Bu sevimsiz konudan uzaklaşayım dedim. Kendini hiçbir zman unutturmayan ekonomik koluların ilginçliğine bıraktım. Bıraktım da, konunun çok derin olduğunu düşünerek daha geniş alan bulabileceğim başka bir güne öteledim. Çarşı pazarı dolaşarak mutfaktaki yangını anlatacağım verileri toparlamaya başladım. Tekmili birden yapacak o kadar çok şey var ki..
Döküman toplamak için çarşı pazarda dolaşırken kendime balık ziyafeti çekmek geldi aklıma.. Balık, yanına yaklaşacak gibi değildi ama, yine de paraya kıyıp dört adet lüfer aldım ve evdekilerle birlikte kendimize balık ziyafeti çektik. Lüfer pek de güzeldi.
Balık sofrasında bugünkü yazı için konuyu da bulmuştum. Karadeniz’de balık zekayı geliştirir derler. Gerçekten de zeka derinliğimde keşfe çıkınca elimde öykü olarak beklettiğim; lezzeti, özellikle fiyakası ve bıçkınlığıyla ünlü lüferin gizemli öyküsünü buraya aktarayım dedim. Belki paylaşılmıştır, biliyorsunuzdur. Ama, ben yine de paylaşmak istedim,
“LÜFER’DEN KOFONA’YA”
“Onun adı Pomatomus Saltatrix, Karadeniz'de çıkar yumurtadan, Ağaç yaşken eğilir misali daha 3 cm. boyundayken bile laryaları kovalayacak cesarettedir.
Büyür, o yağlı güzel Karadeniz hamsisini yemeye başlar, hem de daha Defne Yaprağı iken. Samsun, Sinop, Kastamonu derken Zonguldak, Düzce geçilir bir de bakmışsın ki bizim ufaklık delikanlı bir Çinekop olmuş.

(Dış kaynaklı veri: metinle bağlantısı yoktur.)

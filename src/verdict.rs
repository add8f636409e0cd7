//! Result code → verdict definitions.

use serde::{Deserialize, Serialize};

pub const OK: i64 = 0;
pub const PU: i64 = 3;
pub const PROXY: i64 = 6;
pub const BOT: i64 = 9;

#[derive(Clone, Debug, PartialEq, Eq, Serialize, Deserialize)]
pub struct VerdictEntry {
    pub code: i64,
    #[serde(default)]
    pub verdict: Option<String>,
    #[serde(default)]
    pub name: Option<String>,
}

impl VerdictEntry {
    #[must_use]
    pub fn new(code: i64, verdict: &str, name: &str) -> Self {
        Self { code, verdict: Some(verdict.to_owned()), name: Some(name.to_owned()) }
    }
}

/// Ordered table of candidate results. Order matters: v4 verification stops
/// at the first matching entry.
#[derive(Clone, Debug, PartialEq, Eq, Serialize, Deserialize)]
#[serde(transparent)]
pub struct VerdictTable(Vec<VerdictEntry>);

impl Default for VerdictTable {
    fn default() -> Self {
        Self(vec![
            VerdictEntry::new(OK, "ok", "Clean"),
            VerdictEntry::new(PU, "junk", "Potentially unwanted"),
            VerdictEntry::new(PROXY, "proxy", "Proxy"),
            VerdictEntry::new(BOT, "bot", "Bot"),
        ])
    }
}

impl VerdictTable {
    #[must_use]
    pub const fn new(entries: Vec<VerdictEntry>) -> Self {
        Self(entries)
    }

    pub fn iter(&self) -> impl Iterator<Item = &VerdictEntry> {
        self.0.iter()
    }

    #[must_use]
    pub fn get(&self, code: i64) -> Option<&VerdictEntry> {
        self.0.iter().find(|e| e.code == code)
    }

    #[must_use]
    pub fn verdict(&self, code: i64) -> Option<&str> {
        self.get(code).and_then(|e| e.verdict.as_deref())
    }

    /// Reverse lookup: verdict label → result code.
    #[must_use]
    pub fn verdict_code(&self, verdict: &str) -> Option<i64> {
        self.0.iter().find(|e| e.verdict.as_deref() == Some(verdict)).map(|e| e.code)
    }

    #[must_use]
    pub fn len(&self) -> usize {
        self.0.len()
    }

    #[must_use]
    pub fn is_empty(&self) -> bool {
        self.0.is_empty()
    }
}

impl FromIterator<VerdictEntry> for VerdictTable {
    fn from_iter<T: IntoIterator<Item = VerdictEntry>>(iter: T) -> Self {
        Self(iter.into_iter().collect())
    }
}

#[cfg(test)]
mod tests {
    use super::*;

    #[test]
    fn default_table_order() {
        let codes: Vec<i64> = VerdictTable::default().iter().map(|e| e.code).collect();
        assert_eq!(codes, vec![0, 3, 6, 9]);
    }

    #[test]
    fn lookups() {
        let t = VerdictTable::default();
        assert_eq!(t.verdict(BOT), Some("bot"));
        assert_eq!(t.verdict(1), None);
        assert_eq!(t.verdict_code("junk"), Some(PU));
        assert_eq!(t.get(PROXY).and_then(|e| e.name.as_deref()), Some("Proxy"));
    }
}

Heyecanla beklediği memleketine, İstanbul Boğazı'na girer Çinekoplar. Bu sefer Boğazın en lezzetlisi İstavritlerine göz koyar, doyurur kendini, iyice boy atar, olur yağlı bir Sarıkanat.
Artık tam bir predatördür. Kendi cinsi dahil uçan, kaçan her balığı jiletten keskin dişleri, çeliği kesen güçlü çenesiyle tek darbede parçalar.
Bu hırçınlık ve beslenme alışkanlığı bizimkine yarar, Boğazda akıntılarda yüze yüze iyice parlayan belirginleşen pullarıyla endamı güzel, kendisi güzel bir Lüfer olur.
Artık babayiğittir, gören balıklar aman diler yüzüşünden, gecelerin adamıdır gafil avlar koca koca kefalleri, zarganaları.
Boğaz dar gelir, Marmara'da eser geçer Kofana olur.
Çanakkale'yi geçer bir selam çakar Seddülbahir'e, çıkar Ege'ye...
Balık çiftliklerinde bekçilik yapmaya başlar, kaçanı affetmez ispendekleri, lidakileri çekirdek gibi yer, öyle olunca ona Sırtıkara derler...
Öyle fiyakalı cengaver bir balıktır ki; doğumundan, ölümüne neredeyse her santim büyümesinde ismi değişir.
Defne Yaprağı / Çinekop Palazı / Çinekop / Kaba Çinekop / Sarıkanat / Lüfer / Kaba Lüfer / Kofana / Sırtıkara
Her boyda ismi değişse de değişmeyen tek şey, kaderidir. Sofralarımızın ve içki masalarımızın en değişmez lezzetidir.
Bu bizim balığımız ve artık yok olmakla yüz yüze.
Bugün bu balığı yaşatmak, öldürmekten çok daha kıymetli...
Av limitlerine riayet edin, balığı yaşatın, keyfini yaşayın.